Copy every record below, exactly as written.

*** Opening of Data records ***

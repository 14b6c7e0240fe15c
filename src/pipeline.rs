//! Motion activity pipeline integrating all per-sample processing stages.
//!
//! This module orchestrates the data flow from raw accelerometer samples
//! through smoothing, step detection and activity classification to produce
//! batched [`ActivityReport`] outputs.
//!
//! # Architecture
//!
//! Per sample:
//! 1. **Magnitude**: Euclidean norm of the raw vector, computed once
//! 2. **Smoothing**: moving average over the last `window_size` magnitudes
//! 3. **Step Detection**: rising-edge crossings on the *raw* magnitude
//! 4. **Classification**: band + debounce on the *smoothed* magnitude
//! 5. **Batching**: every `batch_size` samples, surface one report
//!
//! Every stage is infallible and O(window). State is owned by the pipeline
//! and mutated through `&mut self`; one pipeline per sensor subscription.

use serde::{Deserialize, Serialize};
use tracing::trace;

use crate::batching::{ReportBatcher, DEFAULT_BATCH_SIZE};
use crate::classifier::{ActivityClassifier, ClassifierConfig, DebouncePolicy};
use crate::control::{Ack, ControlCommand};
use crate::error::SensingResult;
use crate::signal::{FilterConfig, MagnitudeFilter};
use crate::step_detection::{StepDetector, StepDetectorConfig};
use crate::types::{ActivityReport, ActivityType, RawSample};

/// Configuration for the complete motion pipeline.
///
/// Bundles all sub-component configurations into a single package. Every
/// field has a default, so a config file may override any subset.
#[derive(Debug, Clone, PartialEq, Serialize, Deserialize)]
#[serde(default)]
pub struct PipelineConfig {
    /// Moving-average parameters.
    pub filter: FilterConfig,

    /// Step crossing threshold.
    pub step: StepDetectorConfig,

    /// Activity bands and debounce policy.
    pub classifier: ClassifierConfig,

    /// Samples per emitted report.
    pub batch_size: usize,
}

impl Default for PipelineConfig {
    fn default() -> Self {
        Self {
            filter: FilterConfig::default(),
            step: StepDetectorConfig::default(),
            classifier: ClassifierConfig::default(),
            batch_size: DEFAULT_BATCH_SIZE,
        }
    }
}

impl PipelineConfig {
    /// Default configuration with the given debounce policy.
    pub fn with_policy(policy: DebouncePolicy) -> Self {
        let mut config = Self::default();
        config.classifier.policy = policy;
        config
    }
}

/// Complete motion pipeline processor.
///
/// Maintains internal state across all stages and emits an
/// [`ActivityReport`] every `batch_size` samples.
#[derive(Debug, Clone)]
pub struct MotionPipeline {
    config: PipelineConfig,

    // Processing stages
    filter: MagnitudeFilter,
    step_detector: StepDetector,
    classifier: ActivityClassifier,
    batcher: ReportBatcher,

    total_samples: u64,
}

impl MotionPipeline {
    /// Creates a new pipeline with the given configuration.
    ///
    /// Degenerate sizes (0) are clamped to 1; use [`MotionPipeline::try_new`]
    /// to reject invalid configurations instead.
    pub fn new(config: PipelineConfig) -> Self {
        Self {
            filter: MagnitudeFilter::new(config.filter.clone()),
            step_detector: StepDetector::new(config.step.clone()),
            classifier: ActivityClassifier::new(config.classifier.clone()),
            batcher: ReportBatcher::new(config.batch_size),
            config,
            total_samples: 0,
        }
    }

    /// Validates the configuration, then builds the pipeline.
    pub fn try_new(config: PipelineConfig) -> SensingResult<Self> {
        config.validate()?;
        Ok(Self::new(config))
    }

    /// Processes a single raw sample through the entire pipeline.
    ///
    /// Returns `Some(report)` when this sample closes a batch, `None` otherwise.
    pub fn ingest(&mut self, sample: &RawSample) -> Option<ActivityReport> {
        // Stage 1: magnitude, shared by both detectors
        let raw = MagnitudeFilter::magnitude(sample);

        // Stage 2: smoothing
        let smoothed = self.filter.push_magnitude(raw);

        // Stage 3: steps run on the raw signal
        self.step_detector.observe(raw);

        // Stage 4: classification runs on the smoothed signal
        let activity = self.classifier.observe(smoothed);

        self.total_samples += 1;
        trace!(raw, smoothed, activity = %activity, "sample ingested");

        // Stage 5: batching
        self.batcher
            .tick(self.step_detector.step_count(), activity, smoothed)
    }

    /// Ingests a slice of samples and returns every report produced.
    pub fn ingest_batch(&mut self, samples: &[RawSample]) -> Vec<ActivityReport> {
        samples
            .iter()
            .filter_map(|sample| self.ingest(sample))
            .collect()
    }

    /// Applies a control command. Only the step counter is affected;
    /// smoothing and classification state carry on.
    pub fn apply(&mut self, command: ControlCommand) -> Ack {
        if command.resets_steps() {
            self.step_detector.reset();
        }
        Ack {
            command,
            step_count: self.step_detector.step_count(),
        }
    }

    /// Zeroes the step counter.
    pub fn reset(&mut self) {
        self.step_detector.reset();
    }

    /// Steps counted since creation or the last start/reset.
    pub fn step_count(&self) -> u64 {
        self.step_detector.step_count()
    }

    /// Currently committed activity.
    pub fn activity(&self) -> ActivityType {
        self.classifier.committed()
    }

    /// Most recent moving-average magnitude.
    pub fn smoothed(&self) -> f64 {
        self.filter.smoothed()
    }

    /// Returns the total sample count processed so far.
    pub fn total_samples(&self) -> u64 {
        self.total_samples
    }

    /// Returns the number of samples counted toward the next report.
    pub fn pending_samples(&self) -> usize {
        self.batcher.pending()
    }

    pub fn classifier(&self) -> &ActivityClassifier {
        &self.classifier
    }

    pub fn config(&self) -> &PipelineConfig {
        &self.config
    }
}

impl Default for MotionPipeline {
    fn default() -> Self {
        Self::new(PipelineConfig::default())
    }
}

*** Close of Data records ***

» Task answer
repository 14b6c7e0240fe15c
filename src/pipeline.rs
//! Motion activity pipeline integrating all per-sample processing stages.
//!
//! This module orchestrates the data flow from raw accelerometer samples
//! through smoothing, step detection and activity classification to produce
//! batched [`ActivityReport`] outputs.
//!
//! # Architecture
//!
//! Per sample:
//! 1. **Magnitude**: Euclidean norm of the raw vector, computed once
//! 2. **Smoothing**: moving average over the last `window_size` magnitudes
//! 3. **Step Detection**: rising-edge crossings on the *raw* magnitude
//! 4. **Classification**: band + debounce on the *smoothed* magnitude
//! 5. **Batching**: every `batch_size` samples, surface one report
//!
//! Every stage is infallible and O(window). State is owned by the pipeline
//! and mutated through `&mut self`; one pipeline per sensor subscription.

use serde::{Deserialize, Serialize};
use tracing::trace;

use crate::batching::{ReportBatcher, DEFAULT_BATCH_SIZE};
use crate::classifier::{ActivityClassifier, ClassifierConfig, DebouncePolicy};
use crate::control::{Ack, ControlCommand};
use crate::error::SensingResult;
use crate::signal::{FilterConfig, MagnitudeFilter};
use crate::step_detection::{StepDetector, StepDetectorConfig};
use crate::types::{ActivityReport, ActivityType, RawSample};

/// Configuration for the complete motion pipeline.
///
/// Bundles all sub-component configurations into a single package. Every
/// field has a default, so a config file may override any subset.
#[derive(Debug, Clone, PartialEq, Serialize, Deserialize)]
#[serde(default)]
pub struct PipelineConfig {
    /// Moving-average parameters.
    pub filter: FilterConfig,

    /// Step crossing threshold.
    pub step: StepDetectorConfig,

    /// Activity bands and debounce policy.
    pub classifier: ClassifierConfig,

    /// Samples per emitted report.
    pub batch_size: usize,
}

impl Default for PipelineConfig {
    fn default() -> Self {
        Self {
            filter: FilterConfig::default(),
            step: StepDetectorConfig::default(),
            classifier: ClassifierConfig::default(),
            batch_size: DEFAULT_BATCH_SIZE,
        }
    }
}

impl PipelineConfig {
    /// Default configuration with the given debounce policy.
    pub fn with_policy(policy: DebouncePolicy) -> Self {
        let mut config = Self::default();
        config.classifier.policy = policy;
        config
    }
}

/// Complete motion pipeline processor.
///
/// Maintains internal state across all stages and emits an
/// [`ActivityReport`] every `batch_size` samples.
#[derive(Debug, Clone)]
pub struct MotionPipeline {
    config: PipelineConfig,

    // Processing stages
    filter: MagnitudeFilter,
    step_detector: StepDetector,
    classifier: ActivityClassifier,
    batcher: ReportBatcher,

    total_samples: u64,
}

impl MotionPipeline {
    /// Creates a new pipeline with the given configuration.
    ///
    /// Degenerate sizes (0) are clamped to 1; use [`MotionPipeline::try_new`]
    /// to reject invalid configurations instead.
    pub fn new(config: PipelineConfig) -> Self {
        Self {
            filter: MagnitudeFilter::new(config.filter.clone()),
            step_detector: StepDetector::new(config.step.clone()),
            classifier: ActivityClassifier::new(config.classifier.clone()),
            batcher: ReportBatcher::new(config.batch_size),
            config,
            total_samples: 0,
        }
    }

    /// Validates the configuration, then builds the pipeline.
    pub fn try_new(config: PipelineConfig) -> SensingResult<Self> {
        config.validate()?;
        Ok(Self::new(config))
    }

    /// Processes a single raw sample through the entire pipeline.
    ///
    /// Returns `Some(report)` when this sample closes a batch, `None` otherwise.
    pub fn ingest(&mut self, sample: &RawSample) -> Option<ActivityReport> {
        // Stage 1: magnitude, shared by both detectors
        let raw = MagnitudeFilter::magnitude(sample);

        // Stage 2: smoothing
        let smoothed = self.filter.push_magnitude(raw);

        // Stage 3: steps run on the raw signal
        self.step_detector.observe(raw);

        // Stage 4: classification runs on the smoothed signal
        let activity = self.classifier.observe(smoothed);

        self.total_samples += 1;
        trace!(raw, smoothed, activity = %activity, "sample ingested");

        // Stage 5: batching
        self.batcher
            .tick(self.step_detector.step_count(), activity, smoothed)
    }

    /// Ingests a slice of samples and returns every report produced.
    pub fn ingest_batch(&mut self, samples: &[RawSample]) -> Vec<ActivityReport> {
        samples
            .iter()
            .filter_map(|sample| self.ingest(sample))
            .collect()
    }

    /// Applies a control command. Only the step counter is affected;
    /// smoothing and classification state carry on.
    pub fn apply(&mut self, command: ControlCommand) -> Ack {
        if command.resets_steps() {
            self.step_detector.reset();
        }
        Ack {
            command,
            step_count: self.step_detector.step_count(),
        }
    }

    /// Zeroes the step counter.
    pub fn reset(&mut self) {
        self.step_detector.reset();
    }

    /// Steps counted since creation or the last start/reset.
    pub fn step_count(&self) -> u64 {
        self.step_detector.step_count()
    }

    /// Currently committed activity.
    pub fn activity(&self) -> ActivityType {
        self.classifier.committed()
    }

    /// Most recent moving-average magnitude.
    pub fn smoothed(&self) -> f64 {
        self.filter.smoothed()
    }

    /// Returns the total sample count processed so far.
    pub fn total_samples(&self) -> u64 {
        self.total_samples
    }

    /// Returns the number of samples counted toward the next report.
    pub fn pending_samples(&self) -> usize {
        self.batcher.pending()
    }

    pub fn classifier(&self) -> &ActivityClassifier {
        &self.classifier
    }

    pub fn config(&self) -> &PipelineConfig {
        &self.config
    }
}

impl Default for MotionPipeline {
    fn default() -> Self {
        Self::new(PipelineConfig::default())
    }
}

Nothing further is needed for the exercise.